Au début, j’ai connu Teddy sans voix. Je le voyais babiller ouvrant son petit bec, gonflant son plastron, tout en me regardant, et c’était à peine audible. Et puis, le temps passant, il semblait me raconter la vie du bois pendant mes quatre jours d’absence hebdomadaire. C’était tout piano piano, une minuscule petite voix logorrhéique. Il me faisait beaucoup rire. Il avait pris quelques habitudes de me suivre dans le bois, j’entendais d’abord le son du battement de ses ailes et un petit chant tout modulé. Je lui parlais moi aussi d’une voix à la fois douce et joyeuse.

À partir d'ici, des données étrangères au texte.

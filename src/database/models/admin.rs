use serde::{Deserialize, Serialize};
use sqlx::FromRow;

use crate::query::Role;

/// Back-office login account. The role column holds one of the two literal
/// strings "Admin" / "CenterAdmin"; it is converted to the closed `Role`
/// enum at the session boundary and unknown values are rejected there.
#[derive(Debug, Clone, Serialize, Deserialize, FromRow)]
pub struct AdminUser {
    pub id: i32,
    pub username: String,
    #[serde(skip_serializing)]
    pub password_digest: String,
    pub role: String,
    pub center_id: Option<i32>,
}

impl AdminUser {
    pub fn role(&self) -> Option<Role> {
        match self.role.as_str() {
            "Admin" => Some(Role::Admin),
            "CenterAdmin" => Some(Role::CenterAdmin),
            _ => None,
        }
    }
}

#[derive(Debug, Clone, Deserialize)]
pub struct NewAdminUser {
    pub username: String,
    pub password: String,
    pub center_id: i32,
}

#[derive(Debug, Clone, Deserialize)]
pub struct ResetPassword {
    #[serde(rename = "adminId")]
    pub admin_id: i32,
    #[serde(rename = "newPassword")]
    pub new_password: String,
}

/// Row for the Admin-only center-admin listing, joined with centers.
#[derive(Debug, Clone, Serialize, FromRow)]
pub struct AdminListRow {
    pub id: i32,
    pub username: String,
    pub center_name: Option<String>,
    pub center_code: Option<String>,
}

#[cfg(test)]
mod tests {
    use super::*;

    #[test]
    fn role_strings_map_to_closed_enum() {
        let mut user = AdminUser {
            id: 1,
            username: "root".into(),
            password_digest: String::new(),
            role: "Admin".into(),
            center_id: None,
        };
        assert_eq!(user.role(), Some(Role::Admin));
        user.role = "CenterAdmin".into();
        assert_eq!(user.role(), Some(Role::CenterAdmin));
        user.role = "SuperUser".into();
        assert_eq!(user.role(), None);
    }
}
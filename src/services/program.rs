use serde_json::Value;
use sqlx::PgPool;

use crate::database::exec;
use crate::database::manager::DatabaseError;
use crate::database::models::program::{NewProgram, Program, ProgramOption};
use crate::error::ApiError;
use crate::query::{AccessScope, Page, PagedResponse, QueryFragments};

const TABLE: &str = "programs";
const ORDER: &str = "id DESC";

pub struct ProgramService {
    pool: PgPool,
}

impl ProgramService {
    pub fn new(pool: PgPool) -> Self {
        Self { pool }
    }

    pub async fn list(
        &self,
        scope: AccessScope,
        page: Page,
    ) -> Result<PagedResponse<Program>, ApiError> {
        let mut frags = QueryFragments::new();
        scope.apply(&mut frags, "center_id");

        let total = exec::count_with(&self.pool, &frags, TABLE).await?;
        let sql = frags.select_page_sql("*", TABLE, ORDER, &page);
        let rows: Vec<Program> = exec::fetch_all_as(&self.pool, &sql, frags.params()).await?;

        Ok(PagedResponse::new(rows, total, &page))
    }

    /// Scope-filtered id/name pairs for entry-form dropdowns.
    pub async fn dropdown(&self, scope: AccessScope) -> Result<Vec<ProgramOption>, ApiError> {
        let mut frags = QueryFragments::new();
        scope.apply(&mut frags, "center_id");

        let sql = frags.select_sql("id, program_name", TABLE, "program_name ASC");
        let rows = exec::fetch_all_as(&self.pool, &sql, frags.params()).await?;
        Ok(rows)
    }

    pub async fn get(&self, scope: AccessScope, id: i32) -> Result<Program, ApiError> {
        let mut frags = QueryFragments::new();
        frags.push_eq("id", Value::from(id));
        scope.apply(&mut frags, "center_id");

        let sql = frags.select_sql("*", TABLE, ORDER);
        let row: Option<Program> =
            exec::fetch_optional_as(&self.pool, &sql, frags.params()).await?;
        row.ok_or_else(|| ApiError::not_found("Program not found"))
    }

    pub async fn create(&self, scope: AccessScope, input: NewProgram) -> Result<Program, ApiError> {
        if input.program_name.trim().is_empty() {
            return Err(ApiError::bad_request("Program name is required"));
        }

        let row = sqlx::query_as::<_, Program>(
            "INSERT INTO programs (program_name, description, program_date, center_id) \
             VALUES ($1, $2, $3, $4) RETURNING *",
        )
        .bind(input.program_name.trim())
        .bind(&input.description)
        .bind(input.program_date)
        .bind(scope.center_id())
        .fetch_one(&self.pool)
        .await
        .map_err(DatabaseError::from)?;

        Ok(row)
    }

    pub async fn update(
        &self,
        scope: AccessScope,
        id: i32,
        input: NewProgram,
    ) -> Result<Program, ApiError> {
        if input.program_name.trim().is_empty() {
            return Err(ApiError::bad_request("Program name is required"));
        }

        let row = sqlx::query_as::<_, Program>(
            "UPDATE programs SET program_name = $1, description = $2, program_date = $3 \
             WHERE id = $4 AND ($5::int4 IS NULL OR center_id = $5) RETURNING *",
        )
        .bind(input.program_name.trim())
        .bind(&input.description)
        .bind(input.program_date)
        .bind(id)
        .bind(scope.center_id())
        .fetch_optional(&self.pool)
        .await
        .map_err(DatabaseError::from)?;

        row.ok_or_else(|| ApiError::not_found("Program not found"))
    }
}
use axum::{middleware as axum_middleware, routing::get, routing::post, Router};
use serde_json::{json, Value};
use tower_http::{cors::CorsLayer, trace::TraceLayer};

mod auth;
mod config;
mod database;
mod error;
mod export;
mod handlers;
mod middleware;
mod query;
mod services;

#[tokio::main]
async fn main() {
    // Load .env if present so cargo run picks up DATABASE_URL, SESSION_SECRET, etc.
    let _ = dotenvy::dotenv();

    let config = crate::config::config();
    tracing::info!("Starting Donorbook API in {:?} mode", config.environment);

    tracing_subscriber::fmt::init();

    let app = app();

    let port = std::env::var("PORT")
        .ok()
        .and_then(|s| s.parse::<u16>().ok())
        .unwrap_or(3000);

    let bind_addr = format!("0.0.0.0:{}", port);
    let listener = tokio::net::TcpListener::bind(&bind_addr)
        .await
        .unwrap_or_else(|e| panic!("failed to bind {}: {}", bind_addr, e));

    println!("🚀 Donorbook API server listening on http://{}", bind_addr);

    axum::serve(listener, app).await.expect("server");
}

fn app() -> Router {
    Router::new()
        // Public
        .route("/", get(root))
        .route("/health", get(health))
        .merge(public_routes())
        // Authenticated back office
        .merge(protected_routes())
        // Admin-only center and account management
        .merge(admin_routes())
        // Global middleware
        .layer(CorsLayer::permissive())
        .layer(TraceLayer::new_for_http())
}

/// Session lifecycle and public receipt verification. The receipt endpoints
/// are deliberately unauthenticated; the (receipt, mobile) pair is the
/// credential.
fn public_routes() -> Router {
    Router::new()
        .route("/login", post(handlers::auth::login))
        .route("/logout", post(handlers::auth::logout))
        .route("/receipt-validate", get(handlers::receipts::validate))
        .route("/receipt-pdf/:receipt/:mobile", get(handlers::receipts::pdf))
}

fn protected_routes() -> Router {
    Router::new()
        // Donors
        .route("/donors", get(handlers::donors::list))
        .route("/donors/search", get(handlers::donors::search))
        .route("/donors/new", post(handlers::donors::create))
        .route("/donors/:id", get(handlers::donors::get))
        .route("/donors/update/:id", post(handlers::donors::update))
        // Donations
        .route("/donations-list", get(handlers::donations::list))
        .route("/donations-export", get(handlers::donations::export))
        .route("/donations/new", post(handlers::donations::create))
        .route("/donations/:id", get(handlers::donations::get))
        // Programs
        .route("/programs", get(handlers::programs::list))
        .route("/programs-dropdown", get(handlers::programs::dropdown))
        .route("/programs/new", post(handlers::programs::create))
        .route(
            "/programs/:id",
            get(handlers::programs::get).put(handlers::programs::update),
        )
        // Expenses
        .route("/expenses-list", get(handlers::expenses::list))
        .route("/expenses-export", get(handlers::expenses::export))
        .route("/expenses/new", post(handlers::expenses::create))
        .route("/expenses/:id", get(handlers::expenses::get))
        .route("/expenses/update/:id", post(handlers::expenses::update))
        // Dashboard and profile
        .route("/dashboard-stats", get(handlers::dashboard::stats))
        .route("/profile-data", get(handlers::dashboard::profile))
        .route_layer(axum_middleware::from_fn(middleware::auth::session_auth))
}

fn admin_routes() -> Router {
    Router::new()
        .route("/centers", get(handlers::centers::list))
        .route("/centers/create", post(handlers::centers::create))
        .route("/admin/create-user", post(handlers::centers::create_admin))
        .route("/admin/list", get(handlers::centers::list_admins))
        .route("/admin/reset-password", post(handlers::centers::reset_password))
        // session_auth is added last so it runs first and require_admin can
        // rely on the injected AuthSession.
        .route_layer(axum_middleware::from_fn(middleware::auth::require_admin))
        .route_layer(axum_middleware::from_fn(middleware::auth::session_auth))
}

async fn root() -> axum::response::Json<Value> {
    let version = env!("CARGO_PKG_VERSION");

    axum::response::Json(json!({
        "success": true,
        "data": {
            "name": "Donorbook API",
            "version": version,
            "description": "Donation-management back office for multi-center NGOs",
            "endpoints": {
                "session": "POST /login, POST /logout (public)",
                "donors": "/donors, /donors/search, /donors/new, /donors/:id, /donors/update/:id",
                "donations": "/donations-list, /donations/new, /donations/:id, /donations-export",
                "programs": "/programs, /programs-dropdown, /programs/new, /programs/:id",
                "expenses": "/expenses-list, /expenses/new, /expenses/:id, /expenses/update/:id, /expenses-export",
                "dashboard": "/dashboard-stats, /profile-data",
                "admin": "/centers, /centers/create, /admin/* (Admin only)",
                "receipts": "/receipt-validate, /receipt-pdf/:receipt/:mobile (public)",
            }
        }
    }))
}

async fn health() -> impl axum::response::IntoResponse {
    let now = chrono::Utc::now();

    match crate::database::manager::DatabaseManager::health_check().await {
        Ok(_) => (
            axum::http::StatusCode::OK,
            axum::response::Json(json!({
                "success": true,
                "data": {
                    "status": "ok",
                    "timestamp": now,
                    "database": "ok"
                }
            })),
        ),
        Err(e) => (
            axum::http::StatusCode::SERVICE_UNAVAILABLE,
            axum::response::Json(json!({
                "success": false,
                "error": "database unavailable",
                "data": {
                    "status": "degraded",
                    "timestamp": now,
                    "database_error": e.to_string()
                }
            })),
        ),
    }
}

Hier, au jardin, je l’ai suivi des yeux lorsqu’il s’est envolé, de branche en branche il s’est élevé très haut. Et là, j’ai entendu sa voix puissante et belle. Quelle surprise ce fut !
Sans parler de véritable soleil, il y avait de la lumière, aussi je décidais d’aller sur mon sentier essayer mon nouvel objectif. Je m’éloignais des regards, me noyais parmi les arbres qu’il m’arrive souvent de saluer au passage comme des voisins connus. Très vite on y disparait sur mon sentier, et puis on passe la porte des houx, un peu piquant-griffant, je les rassure en les caressant, ce n’est pas grave, et puis le sentier suit le bord d’un cratère, là où un obus a meurtri la terre. Je sais que bientôt sur la gauche s’ouvrira la petite clairière, celle où je me cache parfois en écoutant le bruit des voix passantes de l’autre côté des arbres de bordure. Mais avant de bifurquer je cherche les portes cachées dans la forêt. J’aime m’y faire toute petite, je m’accroupis, je vise, mise au point, j’aime ces flous sur les bords comme des petites fées de lumière, je shoote.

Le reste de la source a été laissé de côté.